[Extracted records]
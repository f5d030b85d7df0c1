//! Supervised execution of untrusted candidates.
//!
//! This crate launches a candidate executable under `ptrace(2)`, with its standard input and
//! output redirected to files, and drives it to completion while enforcing:
//!
//! - a [`SyscallPolicy`]: every system call is inspected on entry and a call outside the
//!   allow-list, or an `open` of a path outside the allow-list, kills the candidate;
//! - the [`ResourceLimits`]: CPU time, memory and output size ceilings are installed with
//!   `setrlimit(2)` before the candidate's first instruction and enforced by the kernel.
//!
//! The entry point is [`supervise`] (or [`ProcessSupervisor`] for repeated runs sharing the same
//! configuration). It returns an [`ExecutionOutcome`] which [`classify`] turns into either a final
//! [`Verdict`](judgebox_verdict::Verdict) or the request to compare the produced output.
//!
//! ## Implementation details
//!
//! The supervising side never touches the memory of the candidate except through the word-sized
//! debug reads of [`peek`], and it blocks only in `wait4(2)`, one state change at a time. The
//! candidate is forked, applies its own limits and redirections, asks to be traced and then
//! replaces its image; a failure in any of these steps is reported through a sentinel exit status
//! before the image is replaced.
//!
//! Only Linux on x86 and x86-64 is able to trace candidates: on any other target [`supervise`]
//! fails with [`SupervisorError::Unsupported`].

#![deny(missing_docs)]

#[macro_use]
extern crate log;

mod classify;
pub mod detect_exe;
mod limits;
pub mod peek;
mod policy;
mod signals;
mod supervisor;
pub mod syscalls;

pub use classify::{classify, classify_fault, classify_signal, Classification};
pub use limits::{MemoryCeiling, ResourceLimiter, ResourceLimits};
pub use policy::{PolicyError, PolicySpec, SyscallPolicy};
pub use signals::strsignal;
pub use supervisor::{
    supervise, ExecutionOutcome, ProcessSupervisor, ProtocolState, ResourceUsage,
    SupervisorError, Termination, TracedProcess, Violation, LAUNCH_FAILURE_EXIT_CODE,
};
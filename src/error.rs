use std::fmt::Display;

use anyhow::Error;
use judgebox_verdict::Verdict;

/// Exit status of the tools when the judge itself fails.
pub const SYSTEM_ERROR_EXIT_CODE: i32 = Verdict::SystemError.exit_code();

/// Adds methods for failing without panic. Like `expect` but without panic.
pub trait NiceError<T> {
    /// Fail exiting with the system error status if the value is not present. Otherwise return
    /// the content.
    fn nice_unwrap(self) -> T;

    /// Fail exiting with the system error status if the value is not present, printing to stderr
    /// the message. Otherwise return the content.
    fn nice_expect<S: Display + Send + Sync + 'static>(self, mex: S) -> T;
}

/// Print the error and the chain of its causes to stderr.
pub fn print_error(error: &Error) {
    debug!("{:?}", error);
    let mut fail: &dyn std::error::Error = error.as_ref();
    eprintln!("Error: {fail}");
    while let Some(cause) = fail.source() {
        eprintln!("\nCaused by:\n    {cause}");
        fail = cause;
    }
}

impl<T> NiceError<T> for Result<T, Error> {
    fn nice_unwrap(self) -> T {
        match self {
            Ok(x) => x,
            Err(e) => {
                print_error(&e);
                std::process::exit(SYSTEM_ERROR_EXIT_CODE);
            }
        }
    }

    fn nice_expect<S: Display + Send + Sync + 'static>(self, mex: S) -> T {
        match self {
            Ok(x) => x,
            Err(e) => {
                print_error(&e.context(mex));
                std::process::exit(SYSTEM_ERROR_EXIT_CODE);
            }
        }
    }
}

_REQUIRED WORK:_
Transcribe, exactly as written, all lines of the entries above from the first to the one containing "kills the candidate;", and no more.

_RESPONSE FOR THIS EXERCISE:_
repository f5d030b85d7df0c1
//! Supervised execution of untrusted candidates.
//!
//! This crate launches a candidate executable under `ptrace(2)`, with its standard input and
//! output redirected to files, and drives it to completion while enforcing:
//!
//! - a [`SyscallPolicy`]: every system call is inspected on entry and a call outside the
//!   allow-list, or an `open` of a path outside the allow-list, kills the candidate;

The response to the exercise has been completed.